- Goal of the exercise
After reading the data below, copy out every line that contains the word "Option".

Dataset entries
------------------------------
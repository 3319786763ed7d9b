// Async HTTP client for the cloud inventory REST API.
//
// Auth: `Authorization: Bearer <token>` header
// Bodies: snake_case JSON, errors as `{error_code, error_message}`

use reqwest::header::{AUTHORIZATION, HeaderMap, HeaderValue};
use secrecy::{ExposeSecret, SecretString};
use serde::Serialize;
use serde::de::DeserializeOwned;
use tracing::debug;
use url::Url;

use crate::Error;
use crate::transport::TransportConfig;

// ── Error response shape ─────────────────────────────────────────────

#[derive(serde::Deserialize)]
struct ErrorResponse {
    #[serde(default)]
    error_code: Option<String>,
    #[serde(default)]
    error_message: Option<String>,
}

// ── Client ───────────────────────────────────────────────────────────

/// Async client for the inventory service.
///
/// Every method issues exactly one HTTP request; retry decisions belong to
/// the caller.
pub struct InventoryClient {
    http: reqwest::Client,
    base_url: Url,
}

impl InventoryClient {
    // ── Constructors ─────────────────────────────────────────────────

    /// Build from a bearer token and transport config.
    ///
    /// Injects `Authorization` as a default header on every request.
    pub fn from_token(
        base_url: &str,
        token: &SecretString,
        transport: &TransportConfig,
    ) -> Result<Self, Error> {
        let mut headers = HeaderMap::new();
        let mut value = HeaderValue::from_str(&format!("Bearer {}", token.expose_secret()))
            .map_err(|e| Error::Authentication {
                message: format!("invalid token header value: {e}"),
            })?;
        value.set_sensitive(true);
        headers.insert(AUTHORIZATION, value);

        let http = transport.build_client_with_headers(headers)?;
        let base_url = Self::normalize_base_url(base_url)?;

        Ok(Self { http, base_url })
    }

    /// Wrap an existing `reqwest::Client` (caller manages auth headers).
    pub fn from_reqwest(base_url: &str, http: reqwest::Client) -> Result<Self, Error> {
        let base_url = Self::normalize_base_url(base_url)?;
        Ok(Self { http, base_url })
    }

    /// Ensure the base path ends with `/` so relative joins append.
    fn normalize_base_url(raw: &str) -> Result<Url, Error> {
        let mut url = Url::parse(raw)?;
        let path = url.path().trim_end_matches('/').to_owned();
        url.set_path(&format!("{path}/"));
        Ok(url)
    }

    /// The normalized base URL.
    pub fn base_url(&self) -> &Url {
        &self.base_url
    }

    // ── URL builder ──────────────────────────────────────────────────

    fn url(&self, path: &str) -> Result<Url, Error> {
        Ok(self.base_url.join(path)?)
    }

    // ── HTTP verbs ───────────────────────────────────────────────────

    pub(crate) async fn get_with_params<T: DeserializeOwned>(
        &self,
        path: &str,
        params: &[(&str, String)],
    ) -> Result<T, Error> {
        let url = self.url(path)?;
        debug!("GET {url} params={params:?}");

        let resp = self.http.get(url).query(params).send().await?;
        self.handle_response(resp).await
    }

    pub(crate) async fn post<T: DeserializeOwned, B: Serialize + Sync>(
        &self,
        path: &str,
        body: &B,
    ) -> Result<T, Error> {
        let url = self.url(path)?;
        debug!("POST {url}");

        let resp = self.http.post(url).json(body).send().await?;
        self.handle_response(resp).await
    }

    pub(crate) async fn post_no_response<B: Serialize + Sync>(
        &self,
        path: &str,
        body: &B,
    ) -> Result<(), Error> {
        let url = self.url(path)?;
        debug!("POST {url}");

        let resp = self.http.post(url).json(body).send().await?;
        self.handle_empty(resp).await
    }

    pub(crate) async fn put_no_response<B: Serialize + Sync>(
        &self,
        path: &str,
        body: &B,
    ) -> Result<(), Error> {
        let url = self.url(path)?;
        debug!("PUT {url}");

        let resp = self.http.put(url).json(body).send().await?;
        self.handle_empty(resp).await
    }

    // ── Response handling ────────────────────────────────────────────

    async fn handle_response<T: DeserializeOwned>(
        &self,
        resp: reqwest::Response,
    ) -> Result<T, Error> {
        let status = resp.status();
        if status.is_success() {
            let body = resp.text().await?;
            serde_json::from_str(&body).map_err(|e| {
                let preview: String = body.chars().take(200).collect();
                Error::Deserialization {
                    message: format!("{e} (body preview: {preview:?})"),
                    body,
                }
            })
        } else {
            Err(self.parse_error(status, resp).await)
        }
    }

    async fn handle_empty(&self, resp: reqwest::Response) -> Result<(), Error> {
        let status = resp.status();
        if status.is_success() {
            Ok(())
        } else {
            Err(self.parse_error(status, resp).await)
        }
    }

    async fn parse_error(&self, status: reqwest::StatusCode, resp: reqwest::Response) -> Error {
        if status == reqwest::StatusCode::UNAUTHORIZED {
            return Error::Authentication {
                message: "token rejected by the inventory service".into(),
            };
        }

        error_from_body(status.as_u16(), resp.text().await)
    }
}

/// A body that cannot be read is a transport failure, retried like any other.
fn error_from_body(status: u16, body: Result<String, reqwest::Error>) -> Error {
    match body {
        Ok(raw) => classify_error_body(status, raw),
        Err(e) => Error::Transport(e),
    }
}

/// Map a non-success body to an [`Error`].
///
/// Any error message mentioning "duplicate" becomes [`Error::DuplicateName`],
/// whatever the status code.
fn classify_error_body(status: u16, raw: String) -> Error {
    match serde_json::from_str::<ErrorResponse>(&raw) {
        Ok(ErrorResponse {
            error_code,
            error_message,
        }) if error_code.is_some() || error_message.is_some() => {
            let message = error_message.unwrap_or_else(|| format!("HTTP {status}"));
            if message.to_ascii_lowercase().contains("duplicate") {
                Error::DuplicateName { message }
            } else {
                Error::Api {
                    status,
                    message,
                    code: error_code,
                    structured: true,
                }
            }
        }
        _ => Error::Api {
            status,
            message: if raw.is_empty() {
                format!("HTTP {status}")
            } else {
                raw
            },
            code: None,
            structured: false,
        },
    }
}

#[cfg(test)]
#[allow(clippy::unwrap_used)]
mod tests {
    use super::*;

    #[test]
    fn duplicate_message_is_case_insensitive() {
        let err = classify_error_body(
            400,
            r#"{"error_code":"INVALID_ARGUMENT","error_message":"Name is DUPLICATE"}"#.into(),
        );
        assert!(err.is_duplicate_name());
    }

    #[test]
    fn structured_business_error_keeps_code() {
        let err = classify_error_body(
            400,
            r#"{"error_code":"INVALID_PARENT","error_message":"parent not found"}"#.into(),
        );
        assert!(matches!(
            &err,
            Error::Api { code: Some(code), structured: true, .. } if code == "INVALID_PARENT"
        ));
        assert!(!err.is_transient());
    }

    #[test]
    fn html_error_page_is_unstructured() {
        let err = classify_error_body(404, "<html>not found</html>".into());
        assert!(err.is_transient());
        assert!(matches!(err, Error::Api { structured: false, .. }));
    }

    #[test]
    fn unreadable_error_body_is_transport() {
        let read_err = reqwest::Client::new()
            .get("not a url")
            .build()
            .unwrap_err();
        let err = error_from_body(502, Err(read_err));
        assert!(matches!(err, Error::Transport(_)));
        assert!(err.is_transient());
    }

    #[test]
    fn base_url_gets_trailing_slash() {
        let url = InventoryClient::normalize_base_url("https://api.example.com/xapi").unwrap();
        assert_eq!(url.as_str(), "https://api.example.com/xapi/");
    }
}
------------------------------
- The answer
    error_code: Option<String>,
    error_message: Option<String>,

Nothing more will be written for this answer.